Extraordinary Bodies: Photographs from the Mütter Museum of the College of Physicians
Saturday, October 2, 2004 through Sunday, November 14, 2004
The Mütter Museum, one of the last medical museums from the nineteenth century, originated with Dr. Thomas Dent Mütter, a professor of surgery who collected unique specimens and models for teaching purposes and donated them in 1856 to The College of Physicians of Philadelphia. Visual representation of anatomy and pathology as viewed by the camera dates back to the advent of the daguerreotype when doctors and scientists used photography to create anatomical atlases as well as document disease and trauma. Photographs also allowed physicians to keep exact visual records of cases long after patients died.

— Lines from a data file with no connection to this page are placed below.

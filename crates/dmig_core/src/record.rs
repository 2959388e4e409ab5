use crate::Value;
use serde::{Deserialize, Serialize};
use std::collections::BTreeMap;

/// One unit of data flowing through a migration: a column-name to value
/// mapping. Insertion order is irrelevant; iteration is deterministic
/// (sorted by column name), which keeps rendered queries and event streams
/// byte-stable across runs.
#[derive(Debug, Clone, Default, PartialEq, Serialize, Deserialize)]
#[serde(transparent)]
pub struct Record(BTreeMap<String, Value>);

impl Record {
    pub fn new() -> Self {
        Self(BTreeMap::new())
    }

    pub fn get(&self, column: &str) -> Option<&Value> {
        self.0.get(column)
    }

    pub fn set(&mut self, column: impl Into<String>, value: impl Into<Value>) {
        self.0.insert(column.into(), value.into());
    }

    pub fn remove(&mut self, column: &str) -> Option<Value> {
        self.0.remove(column)
    }

    pub fn contains(&self, column: &str) -> bool {
        self.0.contains_key(column)
    }

    pub fn len(&self) -> usize {
        self.0.len()
    }

    pub fn is_empty(&self) -> bool {
        self.0.is_empty()
    }

    pub fn columns(&self) -> impl Iterator<Item = &str> {
        self.0.keys().map(String::as_str)
    }

    pub fn iter(&self) -> impl Iterator<Item = (&str, &Value)> {
        self.0.iter().map(|(k, v)| (k.as_str(), v))
    }
}

impl FromIterator<(String, Value)> for Record {
    fn from_iter<I: IntoIterator<Item = (String, Value)>>(iter: I) -> Self {
        Self(iter.into_iter().collect())
    }
}

impl IntoIterator for Record {
    type Item = (String, Value);
    type IntoIter = std::collections::btree_map::IntoIter<String, Value>;

    fn into_iter(self) -> Self::IntoIter {
        self.0.into_iter()
    }
}

/// A record paired with the positional args that accompanied it into a
/// destination driver; the unit the collector driver stores and replays.
#[derive(Debug, Clone, PartialEq, Serialize, Deserialize)]
pub struct ResultCollectionItem {
    pub record: Record,
    pub args: Vec<String>,
}

#[cfg(test)]
mod tests {
    use super::*;

    #[test]
    fn set_get_and_replace() {
        let mut record = Record::new();
        record.set("id", "1");
        record.set("name", "Alice");
        assert_eq!(record.get("id").and_then(Value::as_str), Some("1"));

        record.set("id", 2i64);
        assert_eq!(record.get("id").and_then(|v| v.as_i64()), Some(2));
        assert_eq!(record.len(), 2);
    }

    #[test]
    fn iteration_is_sorted_by_column() {
        let mut record = Record::new();
        record.set("zeta", "z");
        record.set("alpha", "a");
        let columns: Vec<&str> = record.columns().collect();
        assert_eq!(columns, vec!["alpha", "zeta"]);
    }

    #[test]
    fn serialises_as_plain_map() {
        let mut record = Record::new();
        record.set("id", "1");
        let json = serde_json::to_string(&record).unwrap();
        assert_eq!(json, r#"{"id":"1"}"#);
    }
}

Extraordinary Bodies: Photographs from the Mütter Museum of the College of Physicians presents work by current photographers alongside powerful images from the Mütter Museum’s renowned historical photography collection. The images in the exhibition extend the boundaries of traditional photographic subject matter, finding beauty not in conventional forms, but in internal marvels and in the enigma of those whose bodies - deformed, broken, and disfigured - have suffered physical abnormality, trauma, or destructive disease. This exhibition offers a rare opportunity for people who have not experienced the medical student’s rite of passage and initiation into the singular mysteries of the profession to encounter powerful, inspiring, and enthralling images of nature’s challenges to human life.